Joanne: Thank you so much for having me.

Dennis: She’s a busy mom of four kids.

Bob: You had better not call her busy, given what that acronym—[Laughter]

Dennis: Well, she is still busy. I mean, I don’t think just because she called a sabbatical for a year and did nothing with her kids except build into their lives and also write a book called Just Too Busy: Taking Your Family on a Radical Sabbatical. Now, explain what BUSY—“B” “U” “S” “Y”— stands for.

Joanne: Burdened Under Satan’s Yoke.

Dennis: Say it again.

Joanne: Burdened Under Satan’s Yoke.

Bob: Now that sounds a little harsh.

Joanne: It’s pretty harsh; isn’t it?

Bob: Yes.

Joanne: Wow!  My girlfriend showed that to me; and I thought: “Wow! Thanks a lot. I don’t want to take your call next time.” [Laughter]

Bob: But you felt a little bit of that; right?

2:00

Joanne: Most definitely. It’s from the Scriptures. God says that His yoke is easy and His burden is light. When we’re in a family situation, as it is, it’s busy. But when it starts to feel like you’re in captivity to it—when you’re in the captivity of activity—then there is bondage and something is wrong.

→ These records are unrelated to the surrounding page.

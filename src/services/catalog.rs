use crate::models::StudySpot;
use serde_json::Value;
use std::collections::HashSet;
use std::path::Path;
use thiserror::Error;

/// Campus catalog shipped with the service
const BUNDLED_CATALOG: &str = include_str!("../../data/study_spots.json");

/// Errors that can occur when loading the catalog
#[derive(Debug, Error)]
pub enum CatalogError {
    #[error("Failed to read catalog {path}: {source}")]
    Io {
        path: String,
        source: std::io::Error,
    },

    #[error("Invalid catalog JSON: {0}")]
    Parse(#[from] serde_json::Error),

    #[error("Duplicate study spot id: {0}")]
    DuplicateId(String),
}

/// Read-only list of study spots, in catalog order
#[derive(Debug, Clone, Default)]
pub struct Catalog {
    spots: Vec<StudySpot>,
}

impl Catalog {
    /// Load the bundled campus catalog
    pub fn bundled() -> Result<Self, CatalogError> {
        Self::from_json(BUNDLED_CATALOG)
    }

    /// Load a catalog from a JSON file
    pub fn from_path<P: AsRef<Path>>(path: P) -> Result<Self, CatalogError> {
        let path = path.as_ref();
        let raw = std::fs::read_to_string(path).map_err(|source| CatalogError::Io {
            path: path.display().to_string(),
            source,
        })?;
        Self::from_json(&raw)
    }

    /// Parse a JSON array of spots
    ///
    /// The array itself must be well-formed. Individual records missing an id,
    /// a name or coordinates are skipped with a warning; bad attribute values
    /// inside a record are kept as unknown.
    pub fn from_json(raw: &str) -> Result<Self, CatalogError> {
        let records: Vec<Value> = serde_json::from_str(raw)?;
        let total = records.len();

        let spots: Vec<StudySpot> = records
            .into_iter()
            .enumerate()
            .filter_map(|(index, record)| match serde_json::from_value(record) {
                Ok(spot) => Some(spot),
                Err(e) => {
                    tracing::warn!("Skipping catalog record #{}: {}", index, e);
                    None
                }
            })
            .collect();

        if spots.len() < total {
            tracing::warn!("Loaded {} of {} catalog records", spots.len(), total);
        }

        Self::from_spots(spots)
    }

    pub fn from_spots(spots: Vec<StudySpot>) -> Result<Self, CatalogError> {
        let mut seen = HashSet::with_capacity(spots.len());
        for spot in &spots {
            if !seen.insert(spot.id.as_str()) {
                return Err(CatalogError::DuplicateId(spot.id.clone()));
            }
        }
        Ok(Self { spots })
    }

    pub fn all(&self) -> &[StudySpot] {
        &self.spots
    }

    pub fn get(&self, id: &str) -> Option<&StudySpot> {
        self.spots.iter().find(|spot| spot.id == id)
    }

    pub fn len(&self) -> usize {
        self.spots.len()
    }

    pub fn is_empty(&self) -> bool {
        self.spots.is_empty()
    }
}
use serde::{Deserialize, Serialize};

use crate::core::explain::MatchFactor;
use crate::models::domain::{ScoreBreakdown, StudySpot};
use crate::models::preferences::Preferences;

/// Health check response
#[derive(Debug, Clone, Serialize, Deserialize)]
#[serde(rename_all = "camelCase")]
pub struct HealthResponse {
    pub status: String,
    pub version: String,
    pub catalog_size: usize,
    pub timestamp: chrono::DateTime<chrono::Utc>,
}

/// Error response
#[derive(Debug, Clone, Serialize, Deserialize)]
pub struct ErrorResponse {
    pub error: String,
    pub message: String,
    pub status_code: u16,
}

impl ErrorResponse {
    pub fn new(error: &str, message: impl ToString, status_code: u16) -> Self {
        Self {
            error: error.to_string(),
            message: message.to_string(),
            status_code,
        }
    }
}

/// Response of `POST /api/preferences/reset`
#[derive(Debug, Clone, Serialize, Deserialize)]
pub struct ResetResponse {
    pub status: String,
    pub preferences: Preferences,
}

/// Response of `POST /api/studyspots/{id}/details`
#[derive(Debug, Clone, Serialize, Deserialize)]
#[serde(rename_all = "camelCase")]
pub struct DetailsResponse {
    pub spot: StudySpot,
    pub explanation: String,
    pub factors: Vec<MatchFactor>,
    pub breakdown: ScoreBreakdown,
    pub distance: Option<f64>,
}

/// Response of `GET /api/walk`
#[derive(Debug, Clone, Copy, Serialize, Deserialize)]
#[serde(rename_all = "camelCase")]
pub struct WalkResponse {
    pub distance_meters: f64,
    pub duration_seconds: f64,
}

/// Response of `GET /api/geocode`
#[derive(Debug, Clone, Copy, Serialize, Deserialize)]
pub struct GeocodeResponse {
    pub latitude: f64,
    pub longitude: f64,
}

#[derive(Debug, Clone, Serialize, Deserialize)]
#[serde(rename_all = "camelCase")]
pub struct MapsKeyResponse {
    pub api_key: String,
}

Bob: You already shared with our listeners about the year-long radical sabbatical that you took, where anything that involved an extra trip for Mom was off limits for the kids.

Joanne: Yes.

Bob: I’m just curious: “What did you do?” I mean, as soon as you pared away all of the stuff that you were used to doing, I see the family sitting around watching a lot of TV or saying, “I’m bored.”

Joanne: Well, if the children say they’re bored, my husband tells them they’re bored because they’re boring and he hands them a broom. [Laughter] So, they didn’t say that too much—I’m joking.

3:00

 

The kids—what surprised me the most and what was most surprising about how this book came about was—though the “radical sabbatical” gets top billing as the topic, it’s really only a few chapters in my book.

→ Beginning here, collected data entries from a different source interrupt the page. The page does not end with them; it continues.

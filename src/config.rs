//! Configuration for the exchange service.
//!
//! This module provides the [`Config`] struct controlling input validation
//! and snapshot persistence for an [`Exchange`](crate::Exchange).

use std::ops::RangeInclusive;
use std::path::{Path, PathBuf};

use crate::error::Error;

/// Default most-urgent rank accepted from requesters
pub const DEFAULT_URGENCY_MIN: u8 = 1;

/// Default least-urgent rank accepted from requesters
pub const DEFAULT_URGENCY_MAX: u8 = 10;

/// Configuration for an [`Exchange`](crate::Exchange)
///
/// # Example
///
/// ```rust
/// use book_exchange::Config;
///
/// let config = Config::new();
///
/// // Persist inventory after every matching run
/// let config = Config::new()
///     .with_snapshot_path("books.txt")
///     .with_autosave(true);
///
/// // Narrower urgency scale
/// let config = Config::new().with_urgency_range(1, 5);
/// ```
#[derive(Debug, Clone, PartialEq, Eq)]
pub struct Config {
    /// Lowest accepted urgency (most urgent)
    urgency_min: u8,

    /// Highest accepted urgency (least urgent)
    urgency_max: u8,

    /// Line-delimited inventory snapshot file
    snapshot_path: Option<PathBuf>,

    /// Save the snapshot after each `process` call
    autosave: bool,
}

impl Config {
    /// Create a configuration with the default 1-10 urgency scale and no persistence
    pub fn new() -> Self {
        Self {
            urgency_min: DEFAULT_URGENCY_MIN,
            urgency_max: DEFAULT_URGENCY_MAX,
            snapshot_path: None,
            autosave: false,
        }
    }

    /// Build a configuration from `BOOK_EXCHANGE_*` environment variables
    ///
    /// - `BOOK_EXCHANGE_SNAPSHOT` - snapshot file path
    /// - `BOOK_EXCHANGE_AUTOSAVE` - `true`/`false`/`1`/`0`
    /// - `BOOK_EXCHANGE_URGENCY_MIN`, `BOOK_EXCHANGE_URGENCY_MAX`
    ///
    /// # Errors
    ///
    /// Returns [`Error::Config`] if a variable is present but unparsable or the
    /// resulting urgency range is empty.
    pub fn from_env() -> Result<Self, Error> {
        Self::from_lookup(|key| std::env::var(key).ok())
    }

    fn from_lookup(lookup: impl Fn(&str) -> Option<String>) -> Result<Self, Error> {
        let mut config = Self::new();

        if let Some(path) = lookup("BOOK_EXCHANGE_SNAPSHOT").filter(|p| !p.trim().is_empty()) {
            config.snapshot_path = Some(PathBuf::from(path.trim()));
        }

        if let Some(raw) = lookup("BOOK_EXCHANGE_AUTOSAVE") {
            config.autosave = match raw.trim().to_ascii_lowercase().as_str() {
                "1" | "true" | "yes" => true,
                "0" | "false" | "no" | "" => false,
                other => {
                    return Err(Error::Config(format!(
                        "BOOK_EXCHANGE_AUTOSAVE: expected a boolean, got {other:?}"
                    )))
                }
            };
        }

        if let Some(raw) = lookup("BOOK_EXCHANGE_URGENCY_MIN") {
            config.urgency_min = parse_rank("BOOK_EXCHANGE_URGENCY_MIN", &raw)?;
        }
        if let Some(raw) = lookup("BOOK_EXCHANGE_URGENCY_MAX") {
            config.urgency_max = parse_rank("BOOK_EXCHANGE_URGENCY_MAX", &raw)?;
        }

        config.validate()?;
        Ok(config)
    }

    /// Set the accepted urgency range (inclusive)
    #[must_use]
    pub fn with_urgency_range(mut self, min: u8, max: u8) -> Self {
        self.urgency_min = min;
        self.urgency_max = max;
        self
    }

    /// Set the snapshot file used by `save` and `open`
    #[must_use]
    pub fn with_snapshot_path(mut self, path: impl Into<PathBuf>) -> Self {
        self.snapshot_path = Some(path.into());
        self
    }

    /// Save the inventory snapshot after every matching run
    #[must_use]
    pub fn with_autosave(mut self, autosave: bool) -> Self {
        self.autosave = autosave;
        self
    }

    /// Check the configuration for contradictions
    ///
    /// # Errors
    ///
    /// Returns [`Error::Config`] if the urgency range is inverted, or if
    /// autosave is enabled without a snapshot path.
    pub fn validate(&self) -> Result<(), Error> {
        if self.urgency_min > self.urgency_max {
            return Err(Error::Config(format!(
                "urgency range {}..={} is empty",
                self.urgency_min, self.urgency_max
            )));
        }
        if self.autosave && self.snapshot_path.is_none() {
            return Err(Error::Config(
                "autosave requires a snapshot path".to_string(),
            ));
        }
        Ok(())
    }

    /// Get the accepted urgency range
    pub fn urgency_range(&self) -> RangeInclusive<u8> {
        self.urgency_min..=self.urgency_max
    }

    /// Get the snapshot path, if any
    pub fn snapshot_path(&self) -> Option<&Path> {
        self.snapshot_path.as_deref()
    }

    /// Whether `process` saves automatically
    pub fn autosave(&self) -> bool {
        self.autosave
    }
}

impl Default for Config {
    fn default() -> Self {
        Self::new()
    }
}

fn parse_rank(key: &str, raw: &str) -> Result<u8, Error> {
    raw.trim()
        .parse()
        .map_err(|_| Error::Config(format!("{key}: expected an integer 0-255, got {raw:?}")))
}

#[cfg(test)]
mod tests {
    use super::*;
    use std::collections::HashMap;

    fn lookup_from(pairs: &[(&str, &str)]) -> impl Fn(&str) -> Option<String> {
        let map: HashMap<String, String> = pairs
            .iter()
            .map(|(k, v)| (k.to_string(), v.to_string()))
            .collect();
        move |key| map.get(key).cloned()
    }

    #[test]
    fn test_default_config() {
        let config = Config::new();
        assert_eq!(config.urgency_range(), 1..=10);
        assert_eq!(config.snapshot_path(), None);
        assert!(!config.autosave());
        assert!(config.validate().is_ok());
    }

    #[test]
    fn test_builder_pattern() {
        let config = Config::new()
            .with_urgency_range(1, 5)
            .with_snapshot_path("books.txt")
            .with_autosave(true);

        assert_eq!(config.urgency_range(), 1..=5);
        assert_eq!(config.snapshot_path(), Some(Path::new("books.txt")));
        assert!(config.autosave());
        assert!(config.validate().is_ok());
    }

    #[test]
    fn test_inverted_range_rejected() {
        let config = Config::new().with_urgency_range(9, 2);
        assert!(matches!(config.validate(), Err(Error::Config(_))));
    }

    #[test]
    fn test_autosave_without_path_rejected() {
        let config = Config::new().with_autosave(true);
        assert!(config.validate().is_err());
    }

    #[test]
    fn test_from_lookup() {
        let config = Config::from_lookup(lookup_from(&[
            ("BOOK_EXCHANGE_SNAPSHOT", "/tmp/books.txt"),
            ("BOOK_EXCHANGE_AUTOSAVE", "yes"),
            ("BOOK_EXCHANGE_URGENCY_MAX", "5"),
        ]))
        .unwrap();

        assert_eq!(config.snapshot_path(), Some(Path::new("/tmp/books.txt")));
        assert!(config.autosave());
        assert_eq!(config.urgency_range(), 1..=5);
    }

    #[test]
    fn test_from_lookup_bad_values() {
        let bad_bool = Config::from_lookup(lookup_from(&[("BOOK_EXCHANGE_AUTOSAVE", "maybe")]));
        assert!(matches!(bad_bool, Err(Error::Config(_))));

        let bad_rank = Config::from_lookup(lookup_from(&[("BOOK_EXCHANGE_URGENCY_MIN", "-1")]));
        assert!(matches!(bad_rank, Err(Error::Config(_))));
    }

    #[test]
    fn test_from_lookup_empty() {
        let config = Config::from_lookup(|_| None).unwrap();
        assert_eq!(config, Config::default());
    }
}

What happened was that, once you took away the busyness, you got to get to the deep part of the family. You got to get to those places that I was able to—really—I just think it was a refocus. It was taking my face and focusing it back on the most precious people in my life. At the time, our kids were, I believe, between the ages of kindergarten and sophomore in high school. That brevity of time with our children was drawing to a finish line, especially with our oldest. We thought, “This is our only time that we have.”

My husband and I shared with the kids: “We want to make this time matter. We want to be as strong together now as we’re going to be later. We want to focus on us, as a family.”

Dennis: Right.

Bob: So what did that look like?

Joanne: What happened was that the kids had school and they would come home. We actually talked / we actually did homework at a normal time. I wasn’t doing homework after a practice or rushing around.

4:00

 

We actually had communication—there was relationship going on.

Dennis: Family meals showed up again?

Joanne: Family meals—“Amen and hallelujah!” my kids would say.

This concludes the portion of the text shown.